Even though the rain was poor, the grass still soaked my trainers. Wet feet — what joy!

I watched the many swifts slicing and dicing the air above the lake, and started to film their breakneck trajectories when I spotted a dark bird flying low, swift and steady over the water. I immediately grabbed my bins to confirm what my birdwatcher’s instinct already told me I’d seen — a Swallow.

Swallows, as mentioned yesterday, are not city birds, so I did need to double check. I thought I’d heard one — sounding like a tape played backwards — on the marshes about a week ago, and possibly seen two in the distance on the reservoirs the same day I saw the osprey. There is hope they are breeding somewhere not too far away in the valley.

When I was young, swallows had a reputation as colourful birds, the quintessential exotic summer migrant from Africa. When I was seven years old we took part in an art activity which involved colouring in the outline of a swallow; you can imagine how gaudy our efforts were. It was the eighties, so arts and crafts technology was not as advanced as today’s, but I believe felt tip pens were involved.

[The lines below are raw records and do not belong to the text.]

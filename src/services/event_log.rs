//! Best-effort lifecycle event and hourly aggregate logging.
//!
//! Every write here is fire-and-forget relative to the request that caused
//! it: failures are logged and swallowed, and can never change the HTTP
//! outcome of a start or finish.

use std::{sync::Arc, time::SystemTime};

use serde_json::json;
use tracing::warn;
use uuid::Uuid;

use crate::{
    dao::{
        models::{HourlyDelta, NewEvent, RunOutcome, hour_floor},
        run_store::RunStore,
    },
    dto::format_system_time,
};

/// Reserved lifecycle tag recorded when a run starts.
pub const RUN_START_EVENT: &str = "battle.run_start";
/// Reserved lifecycle tag recorded after a run's single successful finish.
pub const RUN_FINISH_EVENT: &str = "battle.run_finish";

/// Record the start marker for a freshly created run.
pub fn run_started(store: Arc<dyn RunStore>, run_id: Uuid, user_id: Uuid, seed: i64, at: SystemTime) {
    tokio::spawn(async move {
        let event = NewEvent {
            run_id,
            user_id,
            event_type: RUN_START_EVENT.to_owned(),
            payload: json!({
                "seed": seed,
                "started_at": format_system_time(at),
            }),
            created_at: at,
        };

        if let Err(err) = store.insert_event(event).await {
            warn!(%run_id, error = %err, "failed to record run start marker");
        }
    });
}

/// Record the finish marker and fold the run into its hourly bucket.
pub fn run_finished(
    store: Arc<dyn RunStore>,
    run_id: Uuid,
    user_id: Uuid,
    finished_at: SystemTime,
    outcome: RunOutcome,
) {
    tokio::spawn(async move {
        let payload = match serde_json::to_value(&outcome) {
            Ok(snapshot) => snapshot,
            Err(err) => {
                warn!(%run_id, error = %err, "failed to serialize finish snapshot");
                json!({})
            }
        };

        let event = NewEvent {
            run_id,
            user_id,
            event_type: RUN_FINISH_EVENT.to_owned(),
            payload,
            created_at: finished_at,
        };
        if let Err(err) = store.insert_event(event).await {
            warn!(%run_id, error = %err, "failed to record run finish marker");
        }

        let delta = HourlyDelta {
            victory: outcome.victory,
            damage: outcome.total_damage,
            duration_seconds: outcome.duration_seconds,
            reward: outcome.reward,
            dps: outcome.dps,
        };
        if let Err(err) = store
            .bump_hourly_stat(user_id, hour_floor(finished_at), delta)
            .await
        {
            warn!(%user_id, error = %err, "failed to bump hourly battle stats");
        }
    });
}
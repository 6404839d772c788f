use std::time::Duration;

use mongodb::{Client, Database, bson::doc, options::ClientOptions};
use tokio::time::sleep;
use tracing::warn;

use super::error::{MongoDaoError, MongoResult};

const MAX_PING_ATTEMPTS: u32 = 10;
const INITIAL_PING_DELAY: Duration = Duration::from_millis(250);
const MAX_PING_DELAY: Duration = Duration::from_secs(5);

/// Open the MongoDB deployment backing the run store.
///
/// The first ping is retried with exponential backoff so the service can come
/// up ahead of its database; giving up here surfaces as a supervisor-level
/// connection failure rather than a crash.
pub async fn establish_connection(
    options: &ClientOptions,
    database_name: &str,
) -> MongoResult<(Client, Database)> {
    let client = Client::with_options(options.clone())
        .map_err(|source| MongoDaoError::ClientConstruction { source })?;
    let database = client.database(database_name);

    let mut attempts = 0;
    let mut delay = INITIAL_PING_DELAY;

    loop {
        match database.run_command(doc! { "ping": 1 }).await {
            Ok(_) => break,
            Err(err) => {
                attempts += 1;
                if attempts >= MAX_PING_ATTEMPTS {
                    return Err(MongoDaoError::InitialPing {
                        attempts,
                        source: err,
                    });
                }
                warn!(
                    attempt = attempts,
                    error = %err,
                    "run store ping failed; retrying"
                );
                sleep(delay).await;
                delay = (delay * 2).min(MAX_PING_DELAY);
            }
        }
    }

    Ok((client, database))
}
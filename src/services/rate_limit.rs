//! Layered start rate limiting: a best-effort in-process fast path plus
//! authoritative checks against the persistent store.

use std::{
    sync::Arc,
    time::{Instant, SystemTime},
};

use dashmap::DashMap;
use serde::Serialize;
use utoipa::ToSchema;
use uuid::Uuid;

use crate::{
    config::RateLimits,
    dao::{run_store::RunStore, storage::StorageError},
};

/// Why a start attempt was rejected.
#[derive(Debug, Clone, Copy, PartialEq, Eq, Serialize, ToSchema)]
#[serde(rename_all = "snake_case")]
pub enum RateLimitReason {
    /// Fast path: more than the allowed starts inside the burst window.
    TooManyRecentStarts,
    /// Authoritative: 24h volume cap reached.
    DailyCapReached,
    /// Authoritative: an unfinished run was started moments ago.
    CooldownActive,
}

impl RateLimitReason {
    /// Machine-readable tag carried in the HTTP error body.
    pub fn as_str(&self) -> &'static str {
        match self {
            RateLimitReason::TooManyRecentStarts => "too_many_recent_starts",
            RateLimitReason::DailyCapReached => "daily_cap_reached",
            RateLimitReason::CooldownActive => "cooldown_active",
        }
    }
}

/// Short-window per-user start throttle.
///
/// Injectable so the in-process table can be swapped for a shared counter
/// store without touching the lifecycle manager. Implementations are
/// best-effort by contract: under-enforcement across service instances is
/// acceptable, the store-backed checks remain the security boundary.
pub trait StartThrottle: Send + Sync {
    /// Number of starts recorded for `user_id` inside the window ending at `now`.
    fn recent_starts(&self, user_id: Uuid, window: std::time::Duration, now: Instant) -> usize;

    /// Record a successful start at `now`.
    fn record_start(&self, user_id: Uuid, now: Instant);
}

/// Process-local [`StartThrottle`] over a concurrent map of start timestamps.
///
/// Explicitly not shared across instances; a courtesy throttle, not a
/// security boundary.
#[derive(Default)]
pub struct InMemoryStartThrottle {
    starts: DashMap<Uuid, Vec<Instant>>,
}

impl InMemoryStartThrottle {
    /// Create an empty throttle table.
    pub fn new() -> Self {
        Self::default()
    }
}

impl StartThrottle for InMemoryStartThrottle {
    fn recent_starts(&self, user_id: Uuid, window: std::time::Duration, now: Instant) -> usize {
        let Some(mut entry) = self.starts.get_mut(&user_id) else {
            return 0;
        };
        // Prune on read so the per-user list never outgrows the window.
        entry.retain(|at| now.saturating_duration_since(*at) <= window);
        let remaining = entry.len();
        drop(entry);

        if remaining == 0 {
            // Drop the map entry too, or the table grows with every user id
            // ever seen.
            self.starts.remove_if(&user_id, |_, starts| starts.is_empty());
        }
        remaining
    }

    fn record_start(&self, user_id: Uuid, now: Instant) {
        self.starts.entry(user_id).or_default().push(now);
    }
}

/// Run the fast-path check. Never touches the store.
pub fn check_fast_path(
    throttle: &dyn StartThrottle,
    limits: &RateLimits,
    user_id: Uuid,
    now: Instant,
) -> Result<(), RateLimitReason> {
    if throttle.recent_starts(user_id, limits.burst_window, now) >= limits.burst_max_starts {
        return Err(RateLimitReason::TooManyRecentStarts);
    }
    Ok(())
}

/// Run the authoritative store-backed checks: 24h volume cap, then the
/// cooldown on the most recent unfinished run.
pub async fn check_authoritative(
    store: &Arc<dyn RunStore>,
    limits: &RateLimits,
    user_id: Uuid,
    now: SystemTime,
) -> Result<Result<(), RateLimitReason>, StorageError> {
    let window_start = now - limits.daily_window;

    let recent = store.count_runs_started_since(user_id, window_start).await?;
    if recent >= limits.daily_cap {
        return Ok(Err(RateLimitReason::DailyCapReached));
    }

    if let Some(latest) = store.latest_run_started_since(user_id, window_start).await? {
        if !latest.is_finished() {
            let age = now
                .duration_since(latest.started_at)
                .unwrap_or_default();
            if age < limits.cooldown {
                return Ok(Err(RateLimitReason::CooldownActive));
            }
        }
    }

    Ok(Ok(()))
}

A few days later an actual swallow flew into our living room window, dying in the process. I begged to take it to school to be added to our “Bwrdd natur” (“Nature table”, the welsh rural equivalent of what I think English speaking schools call “Show and tell”). The fascinating thing, I remember our teacher explaining to the class, is that the swallow was nowhere near as colourful as our imaginations. Truth is drabber than fiction.

On paper, in bird books, the swallow doesn’t look too dreary, with a dapper navy blue back, cream front and bold red chin and forehead. It could almost be the inspiration for the Napoleonic army’s uniforms. But in real life the cream is muddied, the red darkens to art-school Doctor Marten boot dark, and the contrasting dark blue back is lost in the silhouetting of the bird against water or sky.

But what the swallow has… what it has that no washed out drizzle, fog or glare can conceal, is one of the most graceful flights of any british bird. It appears truly effortless, both steady and exhilirating at the same time. They tend to fly low and straight over the water, travelling with the unhurried, lithe movements of a speed skater, wing over wing languidly drawing speed from thin air. To change direction they climb, loop and dive down like a skateboarder pulling tricks in the skate park. Swallows seem to be on rollers or rails of some sort, their economical movements serving only to trip them from one perfect curve to the next.

Through the medium of its flight it’s other charms are revealed. Its forked tail ends in two pointed streamers, and beneath it two white eye-diamonds of feathers can be seen, printed in a hidden away spot like the subtle hallmark of a master craftsman. And, in the right light, the glossy blue back does have its day, a negative image mother-of-pearl sheen shimmering on its shoulders.

I sat watching for an age, treasuring each moment, and hoping it stays the summer.

I went on with my walk, passing a fisherman fast asleep in his fishing tent, an exhausted dragonfly cowering on the ground and a juvenile pied wagtail — the first of this year’s nestlings to fledge.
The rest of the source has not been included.